В конце июля училище было вызвано на усмирение полка «имени Полуботько», отказавшегося выступить на фронт. Применения оружия удалось избежать, и дело окончилось без кровопролития.
Юнкера четвертого выпуска были произведены в офицеры 15 августа 1917 года.
Последний принятый в училище еще перед революцией четвертый выпуск и пятый, особенно надежный по своему составу, начавший занятия в мае 1917 года, в меру возможности старались не допустить проникновения в училище революционной заразы и, надо сказать, в этом вполне преуспели. Присяга Временному правительству прошла в училище без всякого подъема, а один из юнкеров, Демичев, бывший кадет Нижегородского кадетского корпуса, старательный и дисциплинированный юнкер, просто отказался присягать. Училищные солдаты требовали отдачи Демичева под суд, но дело не имело для него никаких последствий благодаря вмешательству начальника училища и членов училищного комитета. Комитет этот, избранный согласно приказу Временного правительства как неизбежная дань времени, имел в своем составе капитана Шуневича, трех бывших кадет и одного вольноопределяющегося и сводил на нет все попытки революционной деятельности училищных солдат, которые хотя и митинговали, но, боясь отправки на фронт, вели себя не слишком вызывающе.
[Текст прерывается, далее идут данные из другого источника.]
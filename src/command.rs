//! IS31FL3730 register and bus address definitions
//!
//! The Micro Dot pHAT carries three IS31FL3730 matrix drivers. Each driver
//! runs two 5x7 LED matrices ("matrix 1" and "matrix 2"), giving six matrices
//! in a row. Every register write is a single I2C write of the register byte
//! followed by its data bytes.
//!
//! ## Example
//!
//! ```rust,no_run
//! use microdotphat::{command, DisplayInterface, Interface};
//! # use core::convert::Infallible;
//! # use embedded_hal::i2c::{I2c, Operation, SevenBitAddress};
//! # struct MockI2c;
//! # impl embedded_hal::i2c::ErrorType for MockI2c { type Error = Infallible; }
//! # impl I2c<SevenBitAddress> for MockI2c {
//! #     fn transaction(
//! #         &mut self,
//! #         _address: u8,
//! #         _operations: &mut [Operation<'_>],
//! #     ) -> Result<(), Self::Error> {
//! #         Ok(())
//! #     }
//! # }
//! let mut interface = Interface::new(MockI2c);
//!
//! // Full brightness on the first driver
//! let _ = interface.write_register(command::DRIVER_ADDRESSES[0], command::BRIGHTNESS, &[127]);
//!
//! // Latch the matrix registers
//! let _ = interface.write_register(command::DRIVER_ADDRESSES[0], command::UPDATE, &[command::UPDATE_TRIGGER]);
//! ```

/// Number of IS31FL3730 drivers on the board
pub const DRIVER_COUNT: usize = 3;

/// Number of 5x7 LED matrices (two per driver)
pub const MATRIX_COUNT: usize = DRIVER_COUNT * 2;

/// 7-bit I2C addresses of the drivers, left to right
///
/// Driver `d` runs matrices `2d` and `2d + 1`.
pub const DRIVER_ADDRESSES: [u8; DRIVER_COUNT] = [0x63, 0x62, 0x61];

// Registers

/// Configuration register (0x00)
///
/// Selects matrix mode and matrix size. Requires 1 byte.
pub const MODE: u8 = 0x00;

/// Matrix 1 data registers (0x01)
///
/// Start of the matrix 1 data block. Takes up to 11 bytes, the board uses 8.
pub const MATRIX_1: u8 = 0x01;

/// Update column register (0x0C)
///
/// Writing any value latches both matrix data blocks onto the LEDs.
pub const UPDATE: u8 = 0x0C;

/// Lighting effect register (0x0D)
///
/// Audio gain and row drive current. Requires 1 byte.
pub const OPTIONS: u8 = 0x0D;

/// Matrix 2 data registers (0x0E)
///
/// Start of the matrix 2 data block. Takes up to 11 bytes, the board uses 8.
pub const MATRIX_2: u8 = 0x0E;

/// PWM register (0x19)
///
/// Global brightness, 0 to 127 for the range used by this driver.
pub const BRIGHTNESS: u8 = 0x19;

// Register values

/// Configuration value: matrix 1 and 2 enabled, 8x8 matrix addressing
pub const DEFAULT_MODE: u8 = 0b0001_1000;

/// Lighting effect value: 35mA row current
pub const DEFAULT_OPTIONS: u8 = 0b0000_1110;

/// Highest PWM value sent to the drivers
pub const MAX_BRIGHTNESS: u8 = 127;

/// Byte written to [`UPDATE`] to latch the matrix data
pub const UPDATE_TRIGGER: u8 = 0x01;

/// Bus address of the driver that runs `matrix`
///
/// Returns `None` for matrices outside `0..MATRIX_COUNT`.
pub fn driver_address(matrix: usize) -> Option<u8> {
    DRIVER_ADDRESSES.get(matrix / 2).copied()
}

/// Data register that holds the frame of `matrix` on its driver
///
/// Odd matrices sit in the driver's matrix 1 block, even ones in matrix 2.
pub fn matrix_register(matrix: usize) -> u8 {
    if matrix % 2 == 1 { MATRIX_1 } else { MATRIX_2 }
}

#[cfg(test)]
mod tests {
    use super::*;

    #[test]
    fn test_driver_address_pairs_matrices() {
        assert_eq!(driver_address(0), Some(0x63));
        assert_eq!(driver_address(1), Some(0x63));
        assert_eq!(driver_address(2), Some(0x62));
        assert_eq!(driver_address(5), Some(0x61));
        assert_eq!(driver_address(6), None);
    }

    #[test]
    fn test_matrix_register_by_parity() {
        assert_eq!(matrix_register(0), MATRIX_2);
        assert_eq!(matrix_register(1), MATRIX_1);
        assert_eq!(matrix_register(4), MATRIX_2);
        assert_eq!(matrix_register(5), MATRIX_1);
    }
}
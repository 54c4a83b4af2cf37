//! Built-in fonts
//!
//! Two tables are provided:
//!
//! - [`glyph`]: a 5x7 font covering printable ASCII. Each glyph is five
//!   column bytes, left to right; bit 0 of a column is the top row.
//! - [`tiny_digit`]: digits small enough to stack two or three on a single
//!   matrix. Each glyph is a list of 5-bit rows drawn upward from the bottom
//!   of the matrix; bit 0 is the rightmost column.
//!
//! ## Example
//!
//! ```
//! use microdotphat::font::{glyph, FONT_WIDTH};
//!
//! let one = glyph('1').unwrap_or(&[0; FONT_WIDTH]);
//! assert_eq!(one[2], 0x7F);
//! assert!(glyph('\u{263A}').is_none());
//! ```

/// Glyph width in columns
pub const FONT_WIDTH: usize = 5;

/// Glyph height in rows
pub const FONT_HEIGHT: usize = 7;

/// Width of a tiny digit row in columns
pub const TINY_WIDTH: usize = 5;

const FIRST_CHAR: char = ' ';

const ASCII: [[u8; FONT_WIDTH]; 95] = [
    [0x00, 0x00, 0x00, 0x00, 0x00], // ' '
    [0x00, 0x00, 0x5F, 0x00, 0x00], // !
    [0x00, 0x07, 0x00, 0x07, 0x00], // "
    [0x14, 0x7F, 0x14, 0x7F, 0x14], // #
    [0x24, 0x2A, 0x7F, 0x2A, 0x12], // $
    [0x23, 0x13, 0x08, 0x64, 0x62], // %
    [0x36, 0x49, 0x56, 0x20, 0x50], // &
    [0x00, 0x05, 0x03, 0x00, 0x00], // '
    [0x00, 0x1C, 0x22, 0x41, 0x00], // (
    [0x00, 0x41, 0x22, 0x1C, 0x00], // )
    [0x14, 0x08, 0x3E, 0x08, 0x14], // *
    [0x08, 0x08, 0x3E, 0x08, 0x08], // +
    [0x00, 0x50, 0x30, 0x00, 0x00], // ,
    [0x08, 0x08, 0x08, 0x08, 0x08], // -
    [0x00, 0x60, 0x60, 0x00, 0x00], // .
    [0x20, 0x10, 0x08, 0x04, 0x02], // /
    [0x3E, 0x51, 0x49, 0x45, 0x3E], // 0
    [0x00, 0x42, 0x7F, 0x40, 0x00], // 1
    [0x42, 0x61, 0x51, 0x49, 0x46], // 2
    [0x21, 0x41, 0x45, 0x4B, 0x31], // 3
    [0x18, 0x14, 0x12, 0x7F, 0x10], // 4
    [0x27, 0x45, 0x45, 0x45, 0x39], // 5
    [0x3C, 0x4A, 0x49, 0x49, 0x30], // 6
    [0x01, 0x71, 0x09, 0x05, 0x03], // 7
    [0x36, 0x49, 0x49, 0x49, 0x36], // 8
    [0x06, 0x49, 0x49, 0x29, 0x1E], // 9
    [0x00, 0x36, 0x36, 0x00, 0x00], // :
    [0x00, 0x56, 0x36, 0x00, 0x00], // ;
    [0x08, 0x14, 0x22, 0x41, 0x00], // <
    [0x14, 0x14, 0x14, 0x14, 0x14], // =
    [0x00, 0x41, 0x22, 0x14, 0x08], // >
    [0x02, 0x01, 0x51, 0x09, 0x06], // ?
    [0x32, 0x49, 0x79, 0x41, 0x3E], // @
    [0x7E, 0x11, 0x11, 0x11, 0x7E], // A
    [0x7F, 0x49, 0x49, 0x49, 0x36], // B
    [0x3E, 0x41, 0x41, 0x41, 0x22], // C
    [0x7F, 0x41, 0x41, 0x22, 0x1C], // D
    [0x7F, 0x49, 0x49, 0x49, 0x41], // E
    [0x7F, 0x09, 0x09, 0x01, 0x01], // F
    [0x3E, 0x41, 0x41, 0x51, 0x32], // G
    [0x7F, 0x08, 0x08, 0x08, 0x7F], // H
    [0x00, 0x41, 0x7F, 0x41, 0x00], // I
    [0x20, 0x40, 0x41, 0x3F, 0x01], // J
    [0x7F, 0x08, 0x14, 0x22, 0x41], // K
    [0x7F, 0x40, 0x40, 0x40, 0x40], // L
    [0x7F, 0x02, 0x04, 0x02, 0x7F], // M
    [0x7F, 0x04, 0x08, 0x10, 0x7F], // N
    [0x3E, 0x41, 0x41, 0x41, 0x3E], // O
    [0x7F, 0x09, 0x09, 0x09, 0x06], // P
    [0x3E, 0x41, 0x51, 0x21, 0x5E], // Q
    [0x7F, 0x09, 0x19, 0x29, 0x46], // R
    [0x46, 0x49, 0x49, 0x49, 0x31], // S
    [0x01, 0x01, 0x7F, 0x01, 0x01], // T
    [0x3F, 0x40, 0x40, 0x40, 0x3F], // U
    [0x1F, 0x20, 0x40, 0x20, 0x1F], // V
    [0x7F, 0x20, 0x18, 0x20, 0x7F], // W
    [0x63, 0x14, 0x08, 0x14, 0x63], // X
    [0x03, 0x04, 0x78, 0x04, 0x03], // Y
    [0x61, 0x51, 0x49, 0x45, 0x43], // Z
    [0x00, 0x7F, 0x41, 0x41, 0x00], // [
    [0x02, 0x04, 0x08, 0x10, 0x20], // backslash
    [0x00, 0x41, 0x41, 0x7F, 0x00], // ]
    [0x04, 0x02, 0x01, 0x02, 0x04], // ^
    [0x40, 0x40, 0x40, 0x40, 0x40], // _
    [0x00, 0x01, 0x02, 0x04, 0x00], // `
    [0x20, 0x54, 0x54, 0x54, 0x78], // a
    [0x7F, 0x48, 0x44, 0x44, 0x38], // b
    [0x38, 0x44, 0x44, 0x44, 0x20], // c
    [0x38, 0x44, 0x44, 0x48, 0x7F], // d
    [0x38, 0x54, 0x54, 0x54, 0x18], // e
    [0x08, 0x7E, 0x09, 0x01, 0x02], // f
    [0x0C, 0x52, 0x52, 0x52, 0x3E], // g
    [0x7F, 0x08, 0x04, 0x04, 0x78], // h
    [0x00, 0x44, 0x7D, 0x40, 0x00], // i
    [0x20, 0x40, 0x44, 0x3D, 0x00], // j
    [0x7F, 0x10, 0x28, 0x44, 0x00], // k
    [0x00, 0x41, 0x7F, 0x40, 0x00], // l
    [0x7C, 0x04, 0x18, 0x04, 0x78], // m
    [0x7C, 0x08, 0x04, 0x04, 0x78], // n
    [0x38, 0x44, 0x44, 0x44, 0x38], // o
    [0x7C, 0x14, 0x14, 0x14, 0x08], // p
    [0x08, 0x14, 0x14, 0x18, 0x7C], // q
    [0x7C, 0x08, 0x04, 0x04, 0x08], // r
    [0x48, 0x54, 0x54, 0x54, 0x20], // s
    [0x04, 0x3F, 0x44, 0x40, 0x20], // t
    [0x3C, 0x40, 0x40, 0x20, 0x7C], // u
    [0x1C, 0x20, 0x40, 0x20, 0x1C], // v
    [0x3C, 0x40, 0x30, 0x40, 0x3C], // w
    [0x44, 0x28, 0x10, 0x28, 0x44], // x
    [0x0C, 0x50, 0x50, 0x50, 0x3C], // y
    [0x44, 0x64, 0x54, 0x4C, 0x44], // z
    [0x00, 0x08, 0x36, 0x41, 0x00], // {
    [0x00, 0x00, 0x7F, 0x00, 0x00], // |
    [0x00, 0x41, 0x36, 0x08, 0x00], // }
    [0x10, 0x08, 0x08, 0x10, 0x08], // ~
];

const TINY_DIGITS: [&[u8]; 10] = [
    &[0b11111, 0b11111], // 0
    &[0b11111],          // 1
    &[0b10111, 0b11101], // 2
    &[0b10101, 0b11111], // 3
    &[0b11110, 0b00011], // 4
    &[0b11101, 0b10111], // 5
    &[0b11111, 0b00111], // 6
    &[0b10000, 0b11111], // 7
    &[0b10101, 0b10101], // 8
    &[0b11100, 0b11111], // 9
];

/// Look up the 5x7 glyph for `c`
///
/// Returns `None` for characters outside printable ASCII.
pub fn glyph(c: char) -> Option<&'static [u8; FONT_WIDTH]> {
    let index = (c as u32).checked_sub(FIRST_CHAR as u32)?;
    ASCII.get(index as usize)
}

/// Look up the tiny glyph for a decimal digit
///
/// Returns `None` for anything but `'0'..='9'`.
pub fn tiny_digit(c: char) -> Option<&'static [u8]> {
    let digit = c.to_digit(10)?;
    TINY_DIGITS.get(digit as usize).copied()
}

#[cfg(test)]
mod tests {
    use super::*;

    #[test]
    fn test_glyph_covers_printable_ascii() {
        for c in ' '..='~' {
            assert!(glyph(c).is_some(), "missing glyph for {c:?}");
        }
        assert!(glyph('\n').is_none());
        assert!(glyph('\u{7F}').is_none());
        assert!(glyph('é').is_none());
    }

    #[test]
    fn test_glyphs_fit_font_height() {
        for c in ' '..='~' {
            let columns = glyph(c).unwrap();
            assert!(columns.iter().all(|col| col >> FONT_HEIGHT == 0));
        }
    }

    #[test]
    fn test_space_is_blank() {
        assert_eq!(glyph(' '), Some(&[0; FONT_WIDTH]));
    }

    #[test]
    fn test_tiny_digit_lookup() {
        assert_eq!(tiny_digit('1'), Some(&[0b11111][..]));
        assert_eq!(tiny_digit('8').map(<[u8]>::len), Some(2));
        assert!(tiny_digit('a').is_none());
        assert!(tiny_digit('.').is_none());
    }

    #[test]
    fn test_tiny_rows_fit_width() {
        for c in '0'..='9' {
            let rows = tiny_digit(c).unwrap();
            assert!(rows.iter().all(|row| row >> TINY_WIDTH == 0));
        }
    }
}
Дисциплина и традиции поддерживались строго. Почти у всех юнкеров в изголовье кровати, рядом с иконкой, красовался, как и раньше, старый кадетский погон с сохранявшимся на нем Шефским вензелем.
Весь курс занятий, лагерный сбор и стрельбу, несмотря на бурное революционное время, пятый выпуск закончил полностью.
В этот период училище неоднократно вызывалось на охрану штаба военного округа. В одном из таких караулов был убит юнкер Гопгардт, бывший кадет 2-го Московского кадетского корпуса, явившийся первой жертвой революции среди николаевцев-пушкарей.
В сентябре 1917 года был начат прием 6-го выпуска, занятия с которым начались 20 сентября. Молодые люди, собравшиеся со всей России, представляли собой пеструю картину: вольноопределяющихся было мало, большинство было штатской молодежи, частью – студенческой. К их изумлению, в эпоху всеобщего развала они нашли в училище стройную и дисциплинированную военную организацию, беспрекословно повинующуюся начальству в лице своих офицеров и портупей-юнкеров. Некоторые из только что поступивших, находившиеся под влиянием революционных идей, быстро оценили невыгодную для них обстановку в училище и просили об отчислении. Так отсеивались и уходили малодушные. Оставшиеся же, вместе с юнкерами пятого выпуска, с честью выполнили свой воинский долг до конца и не посрамили имени николаевцев.